▶ WORK REQUIRED: The lines you return must be all those in the data that hold the string "ImuInitState".

▶ DATA FOR THIS TASK:
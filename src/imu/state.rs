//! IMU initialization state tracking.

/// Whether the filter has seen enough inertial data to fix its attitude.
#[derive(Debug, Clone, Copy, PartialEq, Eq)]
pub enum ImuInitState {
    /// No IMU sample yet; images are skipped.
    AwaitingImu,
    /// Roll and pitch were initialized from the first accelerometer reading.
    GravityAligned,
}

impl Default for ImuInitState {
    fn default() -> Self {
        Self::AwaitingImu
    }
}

▶ RESULT OF THE TASK:
pub enum ImuInitState {
impl Default for ImuInitState {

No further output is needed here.